■ ASSIGNMENT: This exercise asks for a copy of each line in the records below with the word "only" in it.

■ RECORDED DATA:
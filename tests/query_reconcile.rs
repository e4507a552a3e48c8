//! Integration tests for query reconciliation and the focus view, using wiremock
//! as the analysis service.

use chain_sentinel::analyzer::AnalyzerClient;
use chain_sentinel::engine::{Monitor, Status};
use core::time::Duration;
use serde_json::json;
use url::Url;
use wiremock::matchers::{body_partial_json, method, path};
use wiremock::{Mock, MockServer, ResponseTemplate};

async fn monitor_over(server: &MockServer, names: &[&str]) -> Monitor {
    let client = AnalyzerClient::new(Url::parse(&server.uri()).unwrap(), Duration::from_secs(5)).unwrap();
    let monitor = Monitor::new(client);
    let names: Vec<String> = names.iter().map(ToString::to_string).collect();
    monitor.bootstrap(Some(names.as_slice())).await;
    monitor
}

#[tokio::test]
async fn test_query_replaces_focus_and_raises_matching_region() {
    let server = MockServer::start().await;

    Mock::given(method("POST"))
        .and(path("/analyze_risk"))
        .and(body_partial_json(json!({ "query": "chip shortage" })))
        .respond_with(ResponseTemplate::new(200).set_body_json(json!({
            "risk_score": 25,
            "report": "Chip supply is tightening.",
            "impacted_suppliers": [
                { "name": "Nippon Fab", "country": "Japan", "category": "Semiconductors", "risk_level": "Medium" }
            ]
        })))
        .mount(&server)
        .await;

    let monitor = monitor_over(&server, &["Taiwan", "Japan", "USA"]).await;

    let outcome = monitor.handle_query("chip shortage").await.unwrap().unwrap();
    assert_eq!(outcome.risk_score, 25);

    // Japan was safe and is raised to warning; the others are untouched
    assert_eq!(monitor.registry().region("Japan").unwrap().status(), Status::Warning);
    assert_eq!(monitor.registry().region("Taiwan").unwrap().status(), Status::Safe);
    assert_eq!(monitor.registry().region("USA").unwrap().status(), Status::Safe);

    // The focus result was replaced wholesale
    let focus = monitor.focus().unwrap();
    assert_eq!(focus.risk_score, 25);
    assert_eq!(focus.report, "Chip supply is tightening.");
    assert_eq!(focus.suppliers.len(), 1);
}

#[tokio::test]
async fn test_query_never_downgrades_a_scanned_region() {
    let server = MockServer::start().await;

    Mock::given(method("POST"))
        .and(path("/analyze_risk"))
        .respond_with(ResponseTemplate::new(200).set_body_json(json!({
            "risk_score": 5,
            "impacted_suppliers": [{ "name": "Y", "country": "Taiwan", "risk_level": "Low" }]
        })))
        .mount(&server)
        .await;

    let monitor = monitor_over(&server, &["Taiwan"]).await;
    monitor.registry().apply_scan_result("Taiwan", Status::Critical, 90, Vec::new());

    let _ = monitor.handle_query("calm seas").await.unwrap();

    assert_eq!(monitor.registry().region("Taiwan").unwrap().status(), Status::Critical);
}

#[tokio::test]
async fn test_empty_query_issues_no_request() {
    let server = MockServer::start().await;
    let monitor = monitor_over(&server, &["Taiwan"]).await;

    let outcome = monitor.handle_query("   \t ").await.unwrap();

    assert_eq!(outcome, None);
    assert_eq!(monitor.focus(), None);
    assert!(server.received_requests().await.unwrap().is_empty());
}

#[tokio::test]
async fn test_failed_query_leaves_all_state_unchanged() {
    let server = MockServer::start().await;

    Mock::given(method("POST"))
        .and(path("/analyze_risk"))
        .respond_with(ResponseTemplate::new(500))
        .mount(&server)
        .await;

    let monitor = monitor_over(&server, &["Taiwan", "Japan"]).await;
    monitor.registry().apply_scan_result("Taiwan", Status::Warning, 40, Vec::new());
    assert!(monitor.select_region("Taiwan"));
    let focus_before = monitor.focus().unwrap();

    let result = monitor.handle_query("what changed?").await;
    assert!(result.is_err());

    assert_eq!(monitor.focus().unwrap(), focus_before);
    assert_eq!(monitor.registry().region("Taiwan").unwrap().status(), Status::Warning);
    assert_eq!(monitor.registry().region("Japan").unwrap().status(), Status::Safe);
}

#[tokio::test]
async fn test_selecting_unscanned_region_keeps_focus() {
    let server = MockServer::start().await;
    let monitor = monitor_over(&server, &["Taiwan", "Japan"]).await;

    monitor.registry().apply_scan_result("Taiwan", Status::Warning, 40, Vec::new());
    assert!(monitor.select_region("Taiwan"));
    let focus_before = monitor.focus().unwrap();

    // Japan has never been scanned, so selecting it is a no-op
    assert!(!monitor.select_region("Japan"));
    assert_eq!(monitor.focus().unwrap(), focus_before);
}

#[tokio::test]
async fn test_selecting_scanned_region_surfaces_cached_result() {
    let server = MockServer::start().await;
    let monitor = monitor_over(&server, &["Taiwan"]).await;

    let suppliers = vec![chain_sentinel::analyzer::Supplier {
        name: "X".to_string(),
        country: "Taiwan".to_string(),
        category: "Semiconductors".to_string(),
        risk_level: Some(chain_sentinel::analyzer::RiskLevel::High),
        trend: None,
    }];
    monitor.registry().apply_scan_result("Taiwan", Status::Critical, 80, suppliers);

    assert!(monitor.select_region("Taiwan"));

    let focus = monitor.focus().unwrap();
    assert_eq!(focus.risk_score, 80);
    assert_eq!(focus.suppliers.len(), 1);
}

#[tokio::test]
async fn test_query_during_inflight_cycle_leaves_consistent_state() {
    let server = MockServer::start().await;

    // Slow scan responses keep the cycle in flight while the query completes
    Mock::given(method("POST"))
        .and(path("/analyze_risk"))
        .and(body_partial_json(json!({ "query": "port strike" })))
        .respond_with(ResponseTemplate::new(200).set_body_json(json!({
            "risk_score": 15,
            "impacted_suppliers": [{ "name": "Z", "country": "Japan", "risk_level": "Medium" }]
        })))
        .mount(&server)
        .await;

    Mock::given(method("POST"))
        .and(path("/analyze_risk"))
        .respond_with(
            ResponseTemplate::new(200)
                .set_body_json(json!({ "risk_score": 10 }))
                .set_delay(Duration::from_millis(200)),
        )
        .mount(&server)
        .await;

    let monitor = std::sync::Arc::new(monitor_over(&server, &["Taiwan", "Japan"]).await);

    let scanner = std::sync::Arc::clone(&monitor);
    let cycle = tokio::spawn(async move { scanner.run_cycle().await });
    let query = monitor.handle_query("port strike").await.unwrap();
    cycle.await.unwrap();

    assert!(query.is_some());

    // No torn region: every region finished its scan with a full result, and the
    // display order never changed
    let regions = monitor.regions();
    let names: Vec<&str> = regions.iter().map(|region| region.name()).collect();
    assert_eq!(names, ["Taiwan", "Japan"]);
    for region in &regions {
        assert!(!region.is_scanning());
        assert_eq!(region.risk_score(), Some(10));
    }
}
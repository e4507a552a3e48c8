use crate::analyzer::Supplier;
use strum::Display;

/// Tri-state health classification for a monitored region.
///
/// The derived ordering is the severity rank used by monotonic merges:
/// `Safe < Warning < Critical`.
#[derive(Debug, Clone, Copy, PartialEq, Eq, PartialOrd, Ord, Display)]
#[strum(serialize_all = "lowercase")]
pub enum Status {
    Safe,
    Warning,
    Critical,
}

/// A monitored region and its last known scan state.
///
/// Regions are created when the registry is first populated and never destroyed
/// during a session. At most one scan is in flight per region at a time.
#[derive(Debug, Clone, PartialEq, Eq)]
pub struct Region {
    pub(crate) name: String,
    pub(crate) status: Status,
    pub(crate) scanning: bool,
    pub(crate) risk_score: Option<u8>,
    pub(crate) suppliers: Option<Vec<Supplier>>,
}

impl Region {
    pub(crate) fn new(name: String) -> Self {
        Self {
            name,
            status: Status::Safe,
            scanning: false,
            risk_score: None,
            suppliers: None,
        }
    }

    /// Unique, case-sensitive, stable key for this region.
    #[must_use]
    pub fn name(&self) -> &str {
        &self.name
    }

    #[must_use]
    pub const fn status(&self) -> Status {
        self.status
    }

    /// True only while an in-flight scan for this region is unresolved.
    #[must_use]
    pub const fn is_scanning(&self) -> bool {
        self.scanning
    }

    /// Cached aggregate score; absent until the first successful scan.
    #[must_use]
    pub const fn risk_score(&self) -> Option<u8> {
        self.risk_score
    }

    /// Cached supplier list; absent until the first successful scan.
    #[must_use]
    pub fn suppliers(&self) -> Option<&[Supplier]> {
        self.suppliers.as_deref()
    }
}
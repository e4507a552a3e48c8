//! The region risk monitoring engine: registry, classifier, scan orchestrator,
//! query reconciler, and the focus view.

mod classifier;
mod focus;
mod orchestrator;
mod reconciler;
mod region;
mod registry;

pub use classifier::{ScoreBand, classify, score_band};
pub use focus::{FocusResult, FocusState};
pub use orchestrator::ScanOrchestrator;
pub use reconciler::QueryReconciler;
pub use region::{Region, Status};
pub use registry::{FALLBACK_REGIONS, RegionRegistry};

use crate::Result;
use crate::analyzer::{Analysis, AnalyzerClient};
use std::sync::Arc;

const LOG_TARGET: &str = "   monitor";

/// Facade wiring the analyzer client, region registry, orchestrator, reconciler,
/// and focus state into one monitoring session.
///
/// The orchestrator's cycle and a user query may be in flight at the same time;
/// both paths mutate the registry only through its atomic operations, so readers
/// never observe a half-updated region.
#[derive(Debug)]
pub struct Monitor {
    client: Arc<AnalyzerClient>,
    registry: Arc<RegionRegistry>,
    focus: Arc<FocusState>,
    orchestrator: ScanOrchestrator,
    reconciler: QueryReconciler,
}

impl Monitor {
    #[must_use]
    pub fn new(client: AnalyzerClient) -> Self {
        let client = Arc::new(client);
        let registry = Arc::new(RegionRegistry::new());
        let focus = Arc::new(FocusState::new());

        Self {
            orchestrator: ScanOrchestrator::new(Arc::clone(&client), Arc::clone(&registry)),
            reconciler: QueryReconciler::new(Arc::clone(&client), Arc::clone(&registry), Arc::clone(&focus)),
            client,
            registry,
            focus,
        }
    }

    /// Populate the registry, either from a configured region list or from the
    /// analyzer's region source. When that source is unavailable the registry falls
    /// back to a fixed list of well-known regions rather than failing.
    pub async fn bootstrap(&self, configured: Option<&[String]>) {
        let names = if let Some(names) = configured {
            names.to_vec()
        } else {
            match self.client.list_regions().await {
                Ok(names) => names,
                Err(e) => {
                    log::warn!(
                        target: LOG_TARGET,
                        "Region source unavailable, monitoring fallback regions: {e:#}"
                    );
                    FALLBACK_REGIONS.iter().map(ToString::to_string).collect()
                }
            }
        };

        self.registry.initialize(names);
    }

    /// Run one sequential scan cycle over the monitored regions.
    pub async fn run_cycle(&self) {
        self.orchestrator.run_cycle().await;
    }

    /// Handle a free-form user query; see [`QueryReconciler::handle_query`].
    pub async fn handle_query(&self, text: &str) -> Result<Option<Analysis>> {
        self.reconciler.handle_query(text).await
    }

    /// Surface a region's cached scan result as the current focus without issuing a
    /// new scan. A region that has never been successfully scanned has nothing to
    /// show, so selecting it is deliberately a no-op.
    ///
    /// Returns `true` if the focus result was replaced.
    pub fn select_region(&self, name: &str) -> bool {
        let Some(region) = self.registry.region(name) else {
            return false;
        };
        let Some(risk_score) = region.risk_score() else {
            log::debug!(target: LOG_TARGET, "Region '{name}' has no cached scan result, not changing focus");
            return false;
        };

        self.focus.replace(FocusResult {
            risk_score,
            report: format!("Cached scan result for {name}."),
            suppliers: region.suppliers().map(<[_]>::to_vec).unwrap_or_default(),
        });
        true
    }

    /// Cloned snapshot of all monitored regions in display order.
    #[must_use]
    pub fn regions(&self) -> Vec<Region> {
        self.registry.snapshot()
    }

    /// Cloned snapshot of the live focus result.
    #[must_use]
    pub fn focus(&self) -> Option<FocusResult> {
        self.focus.current()
    }

    #[must_use]
    pub fn registry(&self) -> &Arc<RegionRegistry> {
        &self.registry
    }
}
//! A tool that monitors supply-chain risk across a set of regions.
//!
//! # Overview
//!
//! `chain-sentinel` talks to an external risk-analysis service, scans each monitored
//! region in turn, classifies regions as safe, warning, or critical from the
//! suppliers the service flags, and reconciles free-form risk queries back into the
//! region view.
//!
//! # Quick Start
//!
//! Scan the monitored regions and print their status:
//!
//! ```bash
//! chain-sentinel scan
//! ```
//!
//! Ask a free-form question (runs the automatic scan first):
//!
//! ```bash
//! chain-sentinel query "impact of the chip shortage"
//! chain-sentinel query --no-scan "impact of the chip shortage"
//! ```
//!
//! Start an interactive session where the scan runs in the background while you type:
//!
//! ```bash
//! chain-sentinel console
//! ```
//!
//! # Configuration
//!
//! An optional `sentinel.toml` in the working directory (or `--config PATH`):
//!
//! ```toml
//! analyzer_url = "http://localhost:8000"
//! request_timeout = 30                     # seconds
//! regions = ["Taiwan", "Japan"]            # skip the service's region list
//! ```
//!
//! The service endpoint can also be set with `--endpoint` or the
//! `SENTINEL_ENDPOINT` environment variable. When the service's `/regions` source
//! is unavailable, monitoring falls back to a fixed set of well-known regions.

use chain_sentinel::Result;
use clap::builder::Styles;
use clap::builder::styling::{AnsiColor, Effects};
use clap::{Parser, Subcommand};

mod commands;

use crate::commands::{ConsoleArgs, QueryArgs, ScanArgs, run_console, run_query, run_scan};

const CLAP_STYLES: Styles = Styles::styled()
    .header(AnsiColor::Green.on_default().effects(Effects::BOLD))
    .usage(AnsiColor::Green.on_default().effects(Effects::BOLD))
    .literal(AnsiColor::Cyan.on_default().effects(Effects::BOLD))
    .placeholder(AnsiColor::Cyan.on_default());

#[derive(Parser, Debug)]
#[command(name = "chain-sentinel", version, about)]
#[command(styles = CLAP_STYLES)]
struct Cli {
    #[command(subcommand)]
    command: SentinelSubcommand,
}

#[derive(Subcommand, Debug)]
enum SentinelSubcommand {
    /// Scan all monitored regions and print their status
    Scan(ScanArgs),
    /// Send a free-form risk query and print the analysis
    Query(Box<QueryArgs>),
    /// Interactive monitoring session
    Console(ConsoleArgs),
}

#[tokio::main]
async fn main() -> Result<()> {
    match &Cli::parse().command {
        SentinelSubcommand::Scan(scan_args) => run_scan(scan_args).await,
        SentinelSubcommand::Query(query_args) => run_query(query_args).await,
        SentinelSubcommand::Console(console_args) => run_console(console_args).await,
    }
}
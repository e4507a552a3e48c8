use super::common::{Common, CommonArgs};
use super::query::QUERY_FAILED_MESSAGE;
use chain_sentinel::Result;
use chain_sentinel::engine::Monitor;
use chain_sentinel::reports::{render_focus, render_regions};
use clap::Parser;
use ohno::IntoAppError;
use std::io::Write as _;
use std::sync::Arc;
use tokio::io::{AsyncBufReadExt, BufReader};

#[derive(Parser, Debug)]
pub struct ConsoleArgs {
    #[command(flatten)]
    pub common: CommonArgs,
}

/// Interactive monitoring session.
///
/// The automatic scan cycle runs as a background task while the user types, so a
/// query and the cycle can be in flight at the same time; the registry's atomic
/// operations keep the two paths consistent.
pub async fn run_console(args: &ConsoleArgs) -> Result<()> {
    let common = Common::new(&args.common).await?;
    let colors = common.colors();

    let monitor = Arc::new(common.monitor);
    monitor.bootstrap(common.configured_regions.as_deref()).await;

    let scanner = Arc::clone(&monitor);
    let _scan_task = tokio::spawn(async move { scanner.run_cycle().await });

    println!("Supply Chain Sentinel — type a risk question, or :regions, :select <region>, :quit");

    let mut lines = BufReader::new(tokio::io::stdin()).lines();

    loop {
        prompt()?;

        let Some(line) = lines.next_line().await.into_app_err("unable to read from stdin")? else {
            break;
        };
        let line = line.trim();

        if line.is_empty() {
            continue;
        }

        if line == ":quit" || line == ":q" {
            break;
        }

        if line == ":regions" {
            let mut output = String::new();
            render_regions(&monitor.regions(), colors, &mut output)?;
            print!("{output}");
            continue;
        }

        if let Some(name) = line.strip_prefix(":select ") {
            select_region(&monitor, name.trim(), colors)?;
            continue;
        }

        handle_query(&monitor, line, colors).await?;
    }

    Ok(())
}

fn select_region(monitor: &Monitor, name: &str, colors: bool) -> Result<()> {
    if monitor.select_region(name) {
        if let Some(focus) = monitor.focus() {
            let mut output = String::new();
            render_focus(&focus, colors, &mut output)?;
            print!("{output}");
        }
    } else {
        println!("No cached scan result for '{name}' yet.");
    }

    Ok(())
}

async fn handle_query(monitor: &Monitor, text: &str, colors: bool) -> Result<()> {
    match monitor.handle_query(text).await {
        Ok(Some(_)) => {
            if let Some(focus) = monitor.focus() {
                let mut output = String::new();
                render_focus(&focus, colors, &mut output)?;
                render_regions(&monitor.regions(), colors, &mut output)?;
                print!("{output}");
            }
        }
        Ok(None) => {}
        Err(e) => {
            log::warn!("Query failed: {e:#}");
            println!("{QUERY_FAILED_MESSAGE}");
        }
    }

    Ok(())
}

fn prompt() -> Result<()> {
    print!("> ");
    std::io::stdout().flush().into_app_err("unable to flush stdout")
}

■ TASK OUTPUT:
    /// True only while an in-flight scan for this region is unresolved.
/// both paths mutate the registry only through its atomic operations, so readers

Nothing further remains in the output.